The latest research shows that close to half of those looking to purchase their first home have used the COVID-19 lockdowns to save the cash needed to pay for a deposit.

This study by the estate agency Purplebricks shows that 43% of people aiming to buy a first property have saved the money required to pay the deposit without outside help during the lockdown. This compares with 29% – roughly one third – of buyers who got themselves into that position back in 2016. Furthermore, the study also reveals the amount that first-time buyers are looking to pay as a deposit has fallen.

The average deposit amount that they are paying is now £27,521, in comparison to £32,954 five years ago. What makes this more surprising is that the same period has seen the cost of a home rise dramatically. It has been suggested that the mortgage guarantee scheme is a factor in this.

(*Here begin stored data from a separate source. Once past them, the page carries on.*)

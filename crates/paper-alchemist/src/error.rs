//! Error types for the paper processing pipeline

use axum::{
    http::StatusCode,
    response::{IntoResponse, Response},
    Json,
};
use serde_json::json;
use thiserror::Error;

use crate::types::PipelineStatus;

/// Result type alias for pipeline operations
pub type Result<T> = std::result::Result<T, Error>;

/// Pipeline errors
#[derive(Debug, Error)]
pub enum Error {
    /// Configuration error
    #[error("Configuration error: {0}")]
    Config(String),

    /// Caller supplied unusable input (empty upload, not a PDF, empty text)
    #[error("Invalid input: {0}")]
    InvalidInput(String),

    /// Document not found
    #[error("Document not found: {0}")]
    DocumentNotFound(String),

    /// Another invocation is already driving this document
    #[error("Document {0} is already being processed")]
    AlreadyProcessing(String),

    /// OCR engine or text-layer extraction failed
    #[error("OCR error: {0}")]
    Ocr(String),

    /// External model service unavailable or returned an error status
    #[error("{provider} error: {message}")]
    Provider { provider: String, message: String },

    /// External call exceeded its time budget
    #[error("{operation} timed out after {secs}s")]
    Timeout { operation: String, secs: u64 },

    /// Model response had no usable structure
    #[error("Unusable model response: {0}")]
    Parse(String),

    /// Embedding vector length does not match the configured model
    #[error("Embedding dimension mismatch: expected {expected}, got {actual}")]
    DimensionMismatch { expected: usize, actual: usize },

    /// SQLite error
    #[error("Database error: {0}")]
    Database(String),

    /// A checkpoint write was refused because the stored status does not allow it
    #[error("Checkpoint {from} -> {to} rejected for document {doc_id}")]
    CheckpointRejected {
        doc_id: String,
        from: PipelineStatus,
        to: PipelineStatus,
    },

    /// Store failed mid-attempt; the document stays at its last confirmed checkpoint
    #[error("Persistence failed for document {doc_id} (last confirmed: {last_confirmed}): {message}")]
    Persistence {
        doc_id: String,
        last_confirmed: PipelineStatus,
        message: String,
    },

    /// IO error
    #[error("IO error: {0}")]
    Io(#[from] std::io::Error),

    /// JSON error
    #[error("JSON error: {0}")]
    Json(#[from] serde_json::Error),

    /// HTTP request error
    #[error("HTTP request error: {0}")]
    Http(#[from] reqwest::Error),

    /// Internal error
    #[error("Internal error: {0}")]
    Internal(String),
}

impl Error {
    /// Create a provider error
    pub fn provider(provider: impl Into<String>, message: impl Into<String>) -> Self {
        Self::Provider {
            provider: provider.into(),
            message: message.into(),
        }
    }

    /// Create a timeout error
    pub fn timeout(operation: impl Into<String>, secs: u64) -> Self {
        Self::Timeout {
            operation: operation.into(),
            secs,
        }
    }

    /// Create an OCR error
    pub fn ocr(message: impl Into<String>) -> Self {
        Self::Ocr(message.into())
    }

    /// Create an internal error
    pub fn internal(message: impl Into<String>) -> Self {
        Self::Internal(message.into())
    }

    /// Whether a retry of the same call could succeed
    pub fn is_retryable(&self) -> bool {
        matches!(self, Error::Provider { .. } | Error::Timeout { .. } | Error::Http(_))
    }
}

impl From<rusqlite::Error> for Error {
    fn from(err: rusqlite::Error) -> Self {
        Error::Database(err.to_string())
    }
}

impl IntoResponse for Error {
    fn into_response(self) -> Response {
        let (status, error_type) = match &self {
            Error::Config(_) => (StatusCode::INTERNAL_SERVER_ERROR, "config_error"),
            Error::InvalidInput(_) => (StatusCode::BAD_REQUEST, "invalid_input"),
            Error::DocumentNotFound(_) => (StatusCode::NOT_FOUND, "not_found"),
            Error::AlreadyProcessing(_) => (StatusCode::CONFLICT, "already_processing"),
            Error::Ocr(_) => (StatusCode::UNPROCESSABLE_ENTITY, "ocr_error"),
            Error::Provider { .. } => (StatusCode::SERVICE_UNAVAILABLE, "provider_error"),
            Error::Timeout { .. } => (StatusCode::GATEWAY_TIMEOUT, "timeout"),
            Error::Parse(_) => (StatusCode::BAD_GATEWAY, "parse_error"),
            Error::DimensionMismatch { .. } => (StatusCode::INTERNAL_SERVER_ERROR, "dimension_mismatch"),
            Error::Database(_) => (StatusCode::INTERNAL_SERVER_ERROR, "database_error"),
            Error::CheckpointRejected { .. } => (StatusCode::CONFLICT, "checkpoint_rejected"),
            Error::Persistence { .. } => (StatusCode::INTERNAL_SERVER_ERROR, "persistence_error"),
            Error::Io(_) => (StatusCode::INTERNAL_SERVER_ERROR, "io_error"),
            Error::Json(_) => (StatusCode::BAD_REQUEST, "json_error"),
            Error::Http(_) => (StatusCode::BAD_GATEWAY, "http_error"),
            Error::Internal(_) => (StatusCode::INTERNAL_SERVER_ERROR, "internal_error"),
        };

        let body = Json(json!({
            "error": {
                "type": error_type,
                "message": self.to_string(),
            }
        }));

        (status, body).into_response()
    }
}
//! Storage module for persistent data storage
//!
//! Provides the repository interface and its SQLite implementation.

mod database;
mod repository;

pub use database::PaperDb;
pub use repository::DocumentRepository;
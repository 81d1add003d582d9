//! Local PDF tooling (poppler-utils + tesseract)
//!
//! - pdftotext: text layer extraction
//! - pdftoppm: first-page preview and OCR rasterization
//! - tesseract: OCR
//!
//! Tool runs are async children spawned with `kill_on_drop`, so a caller that
//! times out and drops the future also stops the process.

use std::path::Path;
use std::process::{Command as StdCommand, Output, Stdio};
use tokio::io::AsyncWriteExt;
use tokio::process::Command;

use crate::error::{Error, Result};

/// Check if pdftotext is available
pub fn has_pdftotext() -> bool {
    StdCommand::new("pdftotext")
        .arg("-v")
        .output()
        .map(|o| o.status.success())
        .unwrap_or(false)
}

/// Check if pdftoppm is available
pub fn has_pdftoppm() -> bool {
    StdCommand::new("pdftoppm")
        .arg("-v")
        .output()
        .map(|_| true) // prints its version on stderr
        .unwrap_or(false)
}

/// Check if tesseract is available
pub fn has_tesseract() -> bool {
    StdCommand::new("tesseract")
        .arg("--version")
        .output()
        .map(|o| o.status.success())
        .unwrap_or(false)
}

/// Run a tool to completion, optionally feeding `input` on stdin.
/// Fails with the tool's stderr on a non-zero exit.
async fn run_tool(tool: &str, mut command: Command, input: Option<&[u8]>) -> Result<Output> {
    command
        .stdin(if input.is_some() { Stdio::piped() } else { Stdio::null() })
        .stdout(Stdio::piped())
        .stderr(Stdio::piped())
        .kill_on_drop(true);

    let mut child = command
        .spawn()
        .map_err(|e| Error::ocr(format!("Failed to spawn {}: {}", tool, e)))?;

    if let (Some(data), Some(mut stdin)) = (input, child.stdin.take()) {
        stdin
            .write_all(data)
            .await
            .map_err(|e| Error::ocr(format!("Failed to write to {}: {}", tool, e)))?;
    }

    let output = child
        .wait_with_output()
        .await
        .map_err(|e| Error::ocr(format!("{} failed: {}", tool, e)))?;

    if !output.status.success() {
        return Err(Error::ocr(format!(
            "{} error: {}",
            tool,
            String::from_utf8_lossy(&output.stderr).trim()
        )));
    }

    Ok(output)
}

/// Extract the embedded text layer
///
/// Uses pdftotext when installed, otherwise (or on failure) pdf-extract.
/// An empty string is a valid result for image-only PDFs.
pub async fn extract_text_layer(data: Vec<u8>) -> Result<String> {
    if has_pdftotext() {
        match pdftotext(&data).await {
            Ok(text) => return Ok(text),
            Err(e) => tracing::warn!("pdftotext failed, falling back to pdf-extract: {}", e),
        }
    }

    tokio::task::spawn_blocking(move || pdf_extract::extract_text_from_mem(&data))
        .await
        .map_err(|e| Error::internal(format!("Text extraction task panicked: {}", e)))?
        .map_err(|e| Error::ocr(format!("Text layer extraction failed: {}", e)))
}

async fn pdftotext(data: &[u8]) -> Result<String> {
    let mut command = Command::new("pdftotext");
    command.args([
        "-layout",       // Maintain original layout
        "-nopgbrk",      // Don't insert page breaks
        "-enc", "UTF-8", // Output encoding
        "-",             // Read from stdin
        "-",             // Write to stdout
    ]);

    let output = run_tool("pdftotext", command, Some(data)).await?;
    Ok(String::from_utf8_lossy(&output.stdout).to_string())
}

/// Render page 1 to PNG bytes
pub async fn render_first_page(data: &[u8], dpi: u32) -> Result<Vec<u8>> {
    if !has_pdftoppm() {
        return Err(Error::ocr("Preview rendering requires pdftoppm (poppler-utils)"));
    }

    let dir = tempfile::tempdir()?;
    let pdf_path = dir.path().join("input.pdf");
    tokio::fs::write(&pdf_path, data).await?;

    let prefix = dir.path().join("preview");
    let mut command = Command::new("pdftoppm");
    command
        .args(["-png", "-singlefile", "-f", "1", "-l", "1", "-r", &dpi.to_string()])
        .arg(&pdf_path)
        .arg(&prefix);
    run_tool("pdftoppm", command, None).await?;

    let png = tokio::fs::read(prefix.with_extension("png"))
        .await
        .map_err(|e| Error::ocr(format!("pdftoppm produced no image: {}", e)))?;
    Ok(png)
}

/// OCR every page: rasterize with pdftoppm, recognize with tesseract
pub async fn ocr_pdf(data: &[u8], dpi: u32, languages: &str) -> Result<String> {
    if !has_pdftoppm() || !has_tesseract() {
        return Err(Error::ocr(
            "OCR requires pdftoppm and tesseract. Install with: apt install poppler-utils tesseract-ocr",
        ));
    }

    let dir = tempfile::tempdir()?;
    let pdf_path = dir.path().join("input.pdf");
    tokio::fs::write(&pdf_path, data).await?;

    let mut command = Command::new("pdftoppm");
    command
        .args(["-png", "-r", &dpi.to_string()])
        .arg(&pdf_path)
        .arg(dir.path().join("page"));
    run_tool("pdftoppm", command, None).await?;

    let mut pages = Vec::new();
    let mut entries = tokio::fs::read_dir(dir.path()).await?;
    while let Some(entry) = entries.next_entry().await? {
        let path = entry.path();
        if path.extension().is_some_and(|ext| ext == "png") {
            pages.push(path);
        }
    }
    pages.sort();

    if pages.is_empty() {
        return Err(Error::ocr("pdftoppm produced no images"));
    }

    let mut text = String::new();
    for (i, page) in pages.iter().enumerate() {
        match tesseract(page, languages).await {
            Ok(page_text) if !page_text.trim().is_empty() => {
                if !text.is_empty() {
                    text.push_str("\n\n");
                }
                text.push_str(page_text.trim_end());
            }
            Ok(_) => {}
            Err(e) => tracing::warn!("tesseract failed on page {}: {}", i + 1, e),
        }
    }

    if text.trim().is_empty() {
        return Err(Error::ocr("OCR produced no text"));
    }

    tracing::info!("OCR extracted {} characters from {} pages", text.len(), pages.len());
    Ok(text)
}

async fn tesseract(image: &Path, languages: &str) -> Result<String> {
    let mut command = Command::new("tesseract");
    command.arg(image).args(["stdout", "-l", languages]);

    let output = run_tool("tesseract", command, None).await?;
    Ok(String::from_utf8_lossy(&output.stdout).to_string())
}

Purplebricks’ Divisional Sales Director Susan Gregory spoke to Financial Reporter about the rising numbers paying for their own deposits, saying that the restricted spending options caused by the lockdowns had led to it, before adding:

“It is really encouraging to observe this growing trend for first-time buyers to finance their first property purchases under their own steam.”

Gregory concluded by pointing out that this was one of several changes in the behaviour of home buyers during the past year.

If people can afford their own deposits, it will make it easier for those with a CeMAP qualification to find them a mortgage.